Introduction: The amino acid valine is one of the twenty-two essential amino acids of living cells and the human diet. The amino acid valine is also effective in making some neurotransmitters. If very low levels of the amino acid valine (C₅H₁₁NO₂) are present in the blood, a defect is probable to exist in the body's metabolic system, which can lead to metabolic diseases. The surface-enhanced Raman spectroscopy (SERS) method is a precise technique for identifying extremely low concentrations of chemicals and biological materials. In the present paper, for the purpose of controlling the mentioned metabolic diseases, some substrates coated with silver nanoparticles have been applied to detect the amino acid valine.
Analysis Method: The silver nanoparticles were fabricated by a simple chemical method (Lee and Misel) using silver salt and reducing agent tri-sodium citrate dihydrate and silver nanoparticles were coated on glass substrates by a spinning method (spin-coat). Finally, Raman signal enhancement of molecular vibrations of the amino acid valine was identified by the SERS substrates as plasmonic sensors and Raman spectroscopy.
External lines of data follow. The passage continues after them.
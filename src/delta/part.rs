use std::io::{self, Read, Write};

use tracing::debug;

use crate::wal::WAL_FILE_IN_DELTA;
use crate::walparser::{BlockImageLayout, XLogRecord};
use crate::{Error, Result};

const SLOTS: usize = WAL_FILE_IN_DELTA as usize;

#[derive(Debug, Clone, Copy, PartialEq, Eq)]
#[repr(u8)]
enum PartKind {
    PreviousHead = 0,
    Tail = 1,
    Head = 2,
}

fn read_part_bytes<R: Read + ?Sized>(reader: &mut R, buf: &mut [u8], what: &str) -> Result<()> {
    match reader.read_exact(buf) {
        Ok(()) => Ok(()),
        Err(e) if e.kind() == io::ErrorKind::UnexpectedEof => {
            Err(Error::PartFileInconsistent(format!("truncated {what}")).into())
        }
        Err(e) => Err(e.into()),
    }
}

impl PartKind {
    fn from_byte(byte: u8) -> Result<Self> {
        match byte {
            0 => Ok(Self::PreviousHead),
            1 => Ok(Self::Tail),
            2 => Ok(Self::Head),
            other => Err(Error::PartFileInconsistent(format!("unknown part type {other}")).into()),
        }
    }
}

/// Record fragments cut at the segment boundaries of one delta group.
///
/// `tails[i]` finishes the record that was open when segment `i` began;
/// `heads[i]` starts the record still open when segment `i` ended;
/// `previous_head` is `heads[15]` of the preceding group. `None` means the
/// fragment is not known yet, an empty vector means there is none.
#[derive(Debug, Clone, Default, PartialEq, Eq)]
pub struct WalPartFile {
    pub tails: [Option<Vec<u8>>; SLOTS],
    pub previous_head: Option<Vec<u8>>,
    pub heads: [Option<Vec<u8>>; SLOTS],
}

impl WalPartFile {
    pub fn new() -> Self {
        Self::default()
    }

    pub fn is_complete(&self) -> bool {
        self.previous_head.is_some()
            && self.tails.iter().all(Option::is_some)
            && self.heads.iter().all(Option::is_some)
    }

    /// Whether this group only started being recorded partway through,
    /// returning the first segment index seen.
    ///
    /// Such a group never gets the fragments of its earlier segments, and has
    /// no previous head since the preceding group was never recorded.
    pub fn partially_filled_from(&self) -> Result<Option<usize>> {
        if self.previous_head.is_some() {
            return Ok(None);
        }
        for (idx, (head, tail)) in self.heads.iter().zip(&self.tails).enumerate() {
            match (head.is_some(), tail.is_some()) {
                (true, true) => return Ok(Some(idx)),
                (false, false) => {}
                _ => {
                    return Err(Error::PartFileInconsistent(format!(
                        "head and tail of segment {idx} disagree"
                    ))
                    .into())
                }
            }
        }
        Ok(None)
    }

    /// Mark the segments before `index` (and the previous head) as having no fragments.
    pub fn complete_from(&mut self, index: usize) {
        self.previous_head = Some(Vec::new());
        for slot in 0..index.min(SLOTS) {
            self.tails[slot] = Some(Vec::new());
            self.heads[slot] = Some(Vec::new());
        }
    }

    /// Reassemble the records crossing the segment boundaries of this group.
    pub fn combine_records(&self, layout: BlockImageLayout) -> Result<Vec<XLogRecord>> {
        let mut records = Vec::new();
        for slot in 0..SLOTS {
            let head = if slot == 0 {
                self.previous_head.as_deref()
            } else {
                self.heads[slot - 1].as_deref()
            }
            .unwrap_or_default();
            let tail = self.tails[slot].as_deref().unwrap_or_default();
            if head.is_empty() {
                if !tail.is_empty() {
                    debug!(slot, tail_len = tail.len(), "record_without_head_skipped");
                }
                continue;
            }
            let mut data = Vec::with_capacity(head.len() + tail.len());
            data.extend_from_slice(head);
            data.extend_from_slice(tail);
            records.push(XLogRecord::parse(&data, layout)?);
        }
        Ok(records)
    }

    /// Known fragments as `kind: u8, slot: u8, len: u32 LE, bytes`.
    pub fn save<W: Write + ?Sized>(&self, writer: &mut W) -> Result<()> {
        let mut write_part = |kind: PartKind, slot: usize, data: &[u8]| -> io::Result<()> {
            writer.write_all(&[kind as u8, slot as u8])?;
            writer.write_all(&(data.len() as u32).to_le_bytes())?;
            writer.write_all(data)
        };
        for (slot, tail) in self.tails.iter().enumerate() {
            if let Some(data) = tail {
                write_part(PartKind::Tail, slot, data)?;
            }
        }
        if let Some(data) = &self.previous_head {
            write_part(PartKind::PreviousHead, 0, data)?;
        }
        for (slot, head) in self.heads.iter().enumerate() {
            if let Some(data) = head {
                write_part(PartKind::Head, slot, data)?;
            }
        }
        Ok(())
    }

    pub fn load<R: Read + ?Sized>(reader: &mut R) -> Result<Self> {
        let mut part_file = Self::new();
        loop {
            let mut prefix = [0u8; 2];
            match reader.read(&mut prefix[..1])? {
                0 => return Ok(part_file),
                _ => read_part_bytes(reader, &mut prefix[1..], "part slot")?,
            }
            let kind = PartKind::from_byte(prefix[0])?;
            let slot = prefix[1] as usize;
            if slot >= SLOTS {
                return Err(Error::PartFileInconsistent(format!("slot {slot} out of range")).into());
            }
            let mut len = [0u8; 4];
            read_part_bytes(reader, &mut len, "part length")?;
            let mut data = vec![0u8; u32::from_le_bytes(len) as usize];
            read_part_bytes(reader, &mut data, "part data")?;
            match kind {
                PartKind::PreviousHead => part_file.previous_head = Some(data),
                PartKind::Tail => part_file.tails[slot] = Some(data),
                PartKind::Head => part_file.heads[slot] = Some(data),
            }
        }
    }
}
Results: The fabricated silver nanoparticles are spherical and quasi-spherical nanoparticles that confirm the formation of silver nanoparticles by observing the plasmon resonance peak at 410 nm. The active SERS substrates have been coated with nanoparticles, which enhances the Raman signal. The enhancement of the Raman signal is due to the resonance of the surface plasmons of the nanoparticles. The active SERS substrates, silver nanoparticles deposited on a glass substrate, were made for the detection of the amino acid valine, the detection limit was equal to 10^-9 M, and the relative standard deviation (RSD) for six iterative measurements at a concentration of 10^-9 M was obtained to be 4.30%. Therefore, the obtained Raman results indicate that the active SERS substrates, silver nanoparticles for the detection of the amino acid valine, with the developed methods, demonstrate promising results for SERS-based studies and can lead to the development of Micron sensors.
Conclusion: In Raman spectroscopy, SERS active substrates coated with silver nanoparticles are of researchers' interests due to the resonance of surface plasmons of silver nanoparticles and larger light scattering from silver particles since the Raman signal amplifies the molecular vibrations of the amino acid valine. By decreasing the concentration of the amino acid valine deposited on the active SERS substrates, the Raman signal is also attenuated with the reduction in the number of molecular vibrations; by increasing the surface roughness of SERS active substrates, the Raman signal can be amplified due to the increase in light scattering from rough centers. These rough centers are the larger particles that are made during the deposition process by the spin-coat method, and as a result, they lead to a signal enhancement by increasing the rate of light scattering from themselves, and molecular vibrations of the amino acid valine were then detected by SERS substrates as plasmonic sensors and Raman spectroscopy.